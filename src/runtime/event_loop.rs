//! Event loop: one thread, one poller, the connections it owns.
//!
//! Readiness is edge-triggered, so every event is followed through until
//! the socket would block or a per-event budget runs out. A connection that
//! exhausted its budget goes on the backlog and the next poll does not
//! block, which keeps one busy peer from starving the others.
//!
//! ## Backpressure
//!
//! While a connection has unsent outbound bytes the loop stops reading from
//! it and waits for writability. Once the backlog drains, reading resumes.

use crate::codec::{Codec, Decoded};
use crate::handler::{Action, EventHandler};
use crate::options::Options;
use crate::runtime::balancer::LoopLoad;
use crate::runtime::connection::{Conn, ConnectionRegistry, Transport};
use crate::runtime::listener::{Listener, SockAddr, Stream};
use crate::runtime::poller::{Notifier, Poller, Ready};
use crate::server::ServerShared;
use bytes::Bytes;
use mio::{Interest, Token};
use std::any::Any;
use std::io;
use std::panic::{self, AssertUnwindSafe};
use std::sync::atomic::{AtomicUsize, Ordering};
use std::sync::Arc;
use std::time::Duration;
use tracing::{debug, error, warn};

pub(crate) const LISTENER_TOKEN: Token = Token(usize::MAX);

/// Largest UDP payload.
const DATAGRAM_BUFFER_SIZE: usize = 64 * 1024;

/// Datagrams handled per readiness event before yielding.
const DATAGRAM_BUDGET: usize = 64;

/// Work queued on a loop from another thread.
pub(crate) enum Task {
    /// A connection accepted elsewhere, to be owned by this loop.
    Register { stream: Stream, remote: SockAddr },
    /// Already-encoded bytes for a connection.
    Write { token: Token, id: u64, data: Bytes },
    /// Call `react` with no frame.
    Wake { token: Token, id: u64 },
    Close { token: Token, id: u64 },
    /// Exit at the next iteration.
    Shutdown,
}

/// The part of a loop other threads may see.
pub(crate) struct LoopShared {
    pub index: usize,
    pub notifier: Arc<Notifier<Task>>,
    connections: AtomicUsize,
}

impl LoopShared {
    pub fn new(index: usize, notifier: Arc<Notifier<Task>>) -> Self {
        Self {
            index,
            notifier,
            connections: AtomicUsize::new(0),
        }
    }

    /// Count a connection that is on its way to this loop or opened here.
    pub fn add_connection(&self) {
        self.connections.fetch_add(1, Ordering::Relaxed);
    }

    pub fn remove_connection(&self) {
        self.connections.fetch_sub(1, Ordering::Relaxed);
    }

    pub fn connection_count(&self) -> usize {
        self.connections.load(Ordering::Relaxed)
    }

    /// Queue a shutdown for this loop; a closed loop needs none.
    pub fn request_shutdown(&self) {
        let _ = self.notifier.trigger(Task::Shutdown);
    }

    /// Account for tasks that will never run.
    pub fn discard(&self, task: Task) {
        if let Task::Register { .. } = task {
            self.remove_connection();
        }
    }
}

impl LoopLoad for LoopShared {
    fn load(&self) -> usize {
        self.connection_count()
    }
}

/// Run a handler callback, turning a panic into `None`.
pub(crate) fn guarded<R>(callback: &'static str, f: impl FnOnce() -> R) -> Option<R> {
    match panic::catch_unwind(AssertUnwindSafe(f)) {
        Ok(value) => Some(value),
        Err(payload) => {
            error!(callback, panic = %panic_message(&*payload), "Event handler panicked");
            None
        }
    }
}

fn panic_message(payload: &(dyn Any + Send)) -> String {
    if let Some(s) = payload.downcast_ref::<&str>() {
        (*s).to_string()
    } else if let Some(s) = payload.downcast_ref::<String>() {
        s.clone()
    } else {
        "unknown panic".to_string()
    }
}

fn callback_panicked(callback: &str) -> io::Error {
    io::Error::new(io::ErrorKind::Other, format!("{callback} panicked"))
}

/// Update the registered interest of a stream connection.
fn set_interest(poller: &Poller<Task>, conn: &mut Conn, writable: bool) -> io::Result<()> {
    let token = conn.token();
    if let Transport::Stream(stream) = &mut conn.transport {
        let interest = if writable {
            Interest::READABLE | Interest::WRITABLE
        } else {
            Interest::READABLE
        };
        poller.modify(stream, token, interest)?;
    }
    conn.write_armed = writable;
    Ok(())
}

pub(crate) struct EventLoop {
    index: usize,
    poller: Poller<Task>,
    listener: Option<Listener>,
    connections: ConnectionRegistry,
    handler: Arc<dyn EventHandler>,
    codec: Arc<dyn Codec>,
    shared: Arc<LoopShared>,
    server: Arc<ServerShared>,
    read_buffer_cap: usize,
    max_outbound_buffer: usize,
    tcp_keep_alive: Option<Duration>,
    next_conn_id: u64,
    ready: Vec<(Token, Ready)>,
    backlog: Vec<Token>,
    datagram_buf: Box<[u8]>,
}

########################################

WORK TASK –
Search the entries for the word "const", then gather every line that has it.

ANSWER BOX –
pub(crate) const LISTENER_TOKEN: Token = Token(usize::MAX);
const DATAGRAM_BUFFER_SIZE: usize = 64 * 1024;
const DATAGRAM_BUDGET: usize = 64;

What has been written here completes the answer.